It's no secret that April is a month when most Americans taking care of taxes. But when it comes to estate planning, there are many different forms of tax that affect you and your family that are affected by how and if you set up your estate legal plans. The following are a few of the more relevant tax aspects of estate planning:
- Estate Tax. The federal estate tax does not affect as many families as it used to. A few years back, estates valued at more than $600,000 were taxed at rates of up to 55% of the value of the estate at the time of death. For deaths occurring in 2014, more than $5 million of assets are exempt from estate tax at the time of death. And with the new portability provisions and appropriate elections, it's fairly easy for married couples to leave more than $10 million of assets to their heirs free of federal estate tax.
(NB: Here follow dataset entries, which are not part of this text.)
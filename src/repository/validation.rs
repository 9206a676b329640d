//! Payload and filter checks against the introspected column set.

use crate::error::AppError;
use crate::sql::ColumnKind;
use crate::table::{ColumnInfo, ColumnSet, Filter, Record, TableRef};
use serde_json::Value;

pub struct PayloadValidator;

impl PayloadValidator {
    /// Reject an empty payload. Runs before any catalog or table access.
    pub fn require_fields(record: &Record, table: &TableRef) -> Result<(), AppError> {
        if record.is_empty() {
            return Err(AppError::Validation(format!(
                "payload for '{}' must contain at least one field",
                table.display_name()
            )));
        }
        Ok(())
    }

    /// Every field must be a real column, and values must fit the column's shape.
    pub fn validate(record: &Record, columns: &ColumnSet, table: &TableRef) -> Result<(), AppError> {
        let unknown: Vec<&str> = record
            .keys()
            .filter(|k| !columns.contains(k))
            .map(String::as_str)
            .collect();
        if !unknown.is_empty() {
            return Err(AppError::Validation(format!(
                "unknown fields for '{}': {}",
                table.display_name(),
                unknown.join(", ")
            )));
        }
        for (name, v) in record {
            if let Some(col) = columns.get(name) {
                validate_field(col, v)?;
            }
        }
        Ok(())
    }

    /// Resolve the filter column. The value must be present and non-blank.
    pub fn key_column<'a>(filter: &Filter, columns: &'a ColumnSet, table: &TableRef) -> Result<&'a ColumnInfo, AppError> {
        let blank = match &filter.value {
            Value::Null => true,
            Value::String(s) => s.trim().is_empty(),
            _ => false,
        };
        if blank {
            return Err(AppError::validation("filter value must not be empty"));
        }
        columns.get(&filter.key).ok_or_else(|| {
            AppError::Validation(format!(
                "unknown filter column '{}' for '{}'",
                filter.key,
                table.display_name()
            ))
        })
    }
}

fn validate_field(col: &ColumnInfo, v: &Value) -> Result<(), AppError> {
    match v {
        Value::Null if !col.nullable => Err(AppError::Validation(format!("{} cannot be null", col.name))),
        Value::Object(_) | Value::Array(_) if col.kind() != ColumnKind::Json => {
            Err(AppError::Validation(format!("{} must be a scalar value", col.name)))
        }
        _ => Ok(()),
    }
}

#[cfg(test)]
mod tests {
    use super::*;
    use serde_json::json;

    fn columns() -> ColumnSet {
        ColumnSet::new(vec![
            ColumnInfo {
                name: "codigo".into(),
                data_type: "varchar".into(),
                nullable: false,
                has_default: false,
            },
            ColumnInfo {
                name: "detalle".into(),
                data_type: "jsonb".into(),
                nullable: true,
                has_default: false,
            },
        ])
    }

    fn table() -> TableRef {
        TableRef::new(None, "producto")
    }

    #[test]
    fn test_unknown_fields_are_listed() {
        let rec = json!({"codigo": "PR1", "precio": 1, "color": "rojo"}).as_object().cloned().unwrap();
        let err = PayloadValidator::validate(&rec, &columns(), &table()).unwrap_err();
        let msg = err.to_string();
        assert!(matches!(err, AppError::Validation(_)));
        assert!(msg.contains("precio") && msg.contains("color"));
        assert!(!msg.contains("codigo,"));
    }

    #[test]
    fn test_nested_values_only_for_json_columns() {
        let ok = json!({"detalle": {"a": 1}}).as_object().cloned().unwrap();
        assert!(PayloadValidator::validate(&ok, &columns(), &table()).is_ok());
        let bad = json!({"codigo": ["x"]}).as_object().cloned().unwrap();
        assert!(PayloadValidator::validate(&bad, &columns(), &table()).is_err());
    }

    #[test]
    fn test_null_into_not_null_column() {
        let rec = json!({"codigo": null}).as_object().cloned().unwrap();
        let err = PayloadValidator::validate(&rec, &columns(), &table()).unwrap_err();
        assert!(err.to_string().contains("codigo cannot be null"));
    }

    #[test]
    fn test_key_column_rules() {
        let cols = columns();
        assert!(PayloadValidator::key_column(&Filter::new("codigo", "PR1"), &cols, &table()).is_ok());
        assert!(PayloadValidator::key_column(&Filter::new("codigo", "  "), &cols, &table()).is_err());
        let err = PayloadValidator::key_column(&Filter::new("nope", "x"), &cols, &table()).unwrap_err();
        assert!(err.to_string().contains("unknown filter column 'nope'"));
    }

    #[test]
    fn test_empty_payload() {
        assert!(PayloadValidator::require_fields(&Record::new(), &table()).is_err());
    }
}
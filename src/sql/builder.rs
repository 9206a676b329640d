//! Builds parameterized SELECT, INSERT, UPDATE, DELETE for any table through a `Dialect`.
//! Only quoted identifiers are templated into SQL text; values always go through params.

use crate::error::AppError;
use crate::sql::dialect::{Dialect, Returning};
use crate::sql::params::{is_bare_date, BindValue, ColumnKind};
use crate::table::{ColumnInfo, ColumnSet, Record, TableRef};
use chrono::NaiveDate;
use serde_json::Value;

#[derive(Clone, Debug, Default)]
pub struct QueryBuf {
    pub sql: String,
    pub params: Vec<BindValue>,
}

impl QueryBuf {
    pub fn new() -> Self {
        QueryBuf {
            sql: String::new(),
            params: Vec::new(),
        }
    }

    /// Append a parameter and return its 1-based position.
    pub fn push_param(&mut self, v: BindValue) -> usize {
        self.params.push(v);
        self.params.len()
    }
}

fn kind_of(columns: &ColumnSet, name: &str) -> ColumnKind {
    columns.get(name).map(ColumnInfo::kind).unwrap_or(ColumnKind::Text)
}

/// Output column list. `*` unless the dialect needs to convert some column for decoding,
/// in which case every column is listed in catalog order.
pub fn projection(dialect: &dyn Dialect, columns: &ColumnSet) -> String {
    let converted: Vec<Option<String>> = columns.iter().map(|c| dialect.select_expr(c)).collect();
    if converted.iter().all(Option::is_none) {
        return "*".to_string();
    }
    columns
        .iter()
        .zip(converted)
        .map(|(c, expr)| expr.unwrap_or_else(|| dialect.quote_identifier(&c.name)))
        .collect::<Vec<_>>()
        .join(", ")
}

/// `col = ?` for the filter column. A bare `YYYY-MM-DD` against a timestamp column
/// compares the column's date part instead.
fn key_predicate(
    q: &mut QueryBuf,
    dialect: &dyn Dialect,
    column: &ColumnInfo,
    value: &Value,
) -> Result<String, AppError> {
    let kind = column.kind();
    let quoted = dialect.quote_identifier(&column.name);
    if kind.is_datetime() {
        if let Some(date) = value
            .as_str()
            .filter(|s| is_bare_date(s))
            .and_then(|s| NaiveDate::parse_from_str(s, "%Y-%m-%d").ok())
        {
            let n = q.push_param(BindValue::Date(date));
            return Ok(format!("{} = {}", dialect.date_part(&quoted), dialect.placeholder(n)));
        }
    }
    let n = q.push_param(BindValue::from_json(value, kind, &column.name)?);
    Ok(format!("{} = {}", quoted, dialect.placeholder(n)))
}

/// SELECT capped at `limit` rows, in engine order.
pub fn select_list(dialect: &dyn Dialect, table: &TableRef, columns: &ColumnSet, limit: u32) -> QueryBuf {
    let mut q = QueryBuf::new();
    q.sql = dialect.select_limited(&projection(dialect, columns), &dialect.qualified_table(table), limit);
    q
}

/// SELECT WHERE key = value.
pub fn select_by_key(
    dialect: &dyn Dialect,
    table: &TableRef,
    columns: &ColumnSet,
    key: &ColumnInfo,
    value: &Value,
) -> Result<QueryBuf, AppError> {
    let mut q = QueryBuf::new();
    let pred = key_predicate(&mut q, dialect, key, value)?;
    q.sql = format!(
        "SELECT {} FROM {} WHERE {}",
        projection(dialect, columns),
        dialect.qualified_table(table),
        pred
    );
    Ok(q)
}

/// INSERT over the record's fields, in record order. Caller guarantees every field is a real column.
pub fn insert(dialect: &dyn Dialect, table: &TableRef, columns: &ColumnSet, record: &Record) -> Result<QueryBuf, AppError> {
    let mut q = QueryBuf::new();
    let mut cols = Vec::with_capacity(record.len());
    let mut placeholders = Vec::with_capacity(record.len());
    for (name, value) in record {
        let n = q.push_param(BindValue::from_json(value, kind_of(columns, name), name)?);
        cols.push(dialect.quote_identifier(name));
        placeholders.push(dialect.placeholder(n));
    }
    let table = dialect.qualified_table(table);
    let cols = cols.join(", ");
    let placeholders = placeholders.join(", ");
    q.sql = match dialect.returning() {
        Returning::Suffix => format!(
            "INSERT INTO {} ({}) VALUES ({}) RETURNING {}",
            table,
            cols,
            placeholders,
            projection(dialect, columns)
        ),
        Returning::Output => format!("INSERT INTO {} ({}) OUTPUT INSERTED.* VALUES ({})", table, cols, placeholders),
        Returning::None => format!("INSERT INTO {} ({}) VALUES ({})", table, cols, placeholders),
    };
    Ok(q)
}

/// UPDATE SET only the supplied fields WHERE key = value. SET params come first.
pub fn update(
    dialect: &dyn Dialect,
    table: &TableRef,
    columns: &ColumnSet,
    key: &ColumnInfo,
    key_value: &Value,
    record: &Record,
) -> Result<QueryBuf, AppError> {
    let mut q = QueryBuf::new();
    let mut sets = Vec::with_capacity(record.len());
    for (name, value) in record {
        let n = q.push_param(BindValue::from_json(value, kind_of(columns, name), name)?);
        sets.push(format!("{} = {}", dialect.quote_identifier(name), dialect.placeholder(n)));
    }
    let pred = key_predicate(&mut q, dialect, key, key_value)?;
    q.sql = format!(
        "UPDATE {} SET {} WHERE {}",
        dialect.qualified_table(table),
        sets.join(", "),
        pred
    );
    Ok(q)
}

/// DELETE WHERE key = value.
pub fn delete(dialect: &dyn Dialect, table: &TableRef, key: &ColumnInfo, value: &Value) -> Result<QueryBuf, AppError> {
    let mut q = QueryBuf::new();
    let pred = key_predicate(&mut q, dialect, key, value)?;
    q.sql = format!("DELETE FROM {} WHERE {}", dialect.qualified_table(table), pred);
    Ok(q)
}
- Income Tax. People these days are forming trusts to solve lots of painful problems. Individuals and couples are forming trusts to: avoid the court-supervised probate process, avoid nursing home confiscation of assets, and generally to avoid government intrusion into your family and financial affairs. Most of these trusts are established in a way that your income taxes are not affected by the formation of these trusts. These trusts are often called, for tax purposes, Grantor Trusts, which means that the trust is ignored for tax purposes, and the person who set up the trust still pays income tax - individually - on the income that the trust assets produce.
- Capital Gains Tax. Many families unknowingly incur large sums of unnecessary capital gains tax because the donate appreciated assets to their family members or children prior to their death, ensuring a "carry-over" basis, and losing the "step-up" in basis that occurs when your heirs inherit appreciated assets. Since the estate tax affects so few, it's often better to keep the assets in your "taxable estate" and ensure the step-up in basis to your heirs when they inherit those assets after your death.
- Property tax. All estate planning and lifetime transfers should not be made without considering the property tax aspects of those transfers.
Don't work with anyone regarding your estate unless they have an excellent working knowledge of the trust code, the Medicaid Eligibility Manual, the probate code, inheritance law, and the applicable state and federal tax codes. A move you make can help in one area but hurt your family in another - don't let that happen to your family.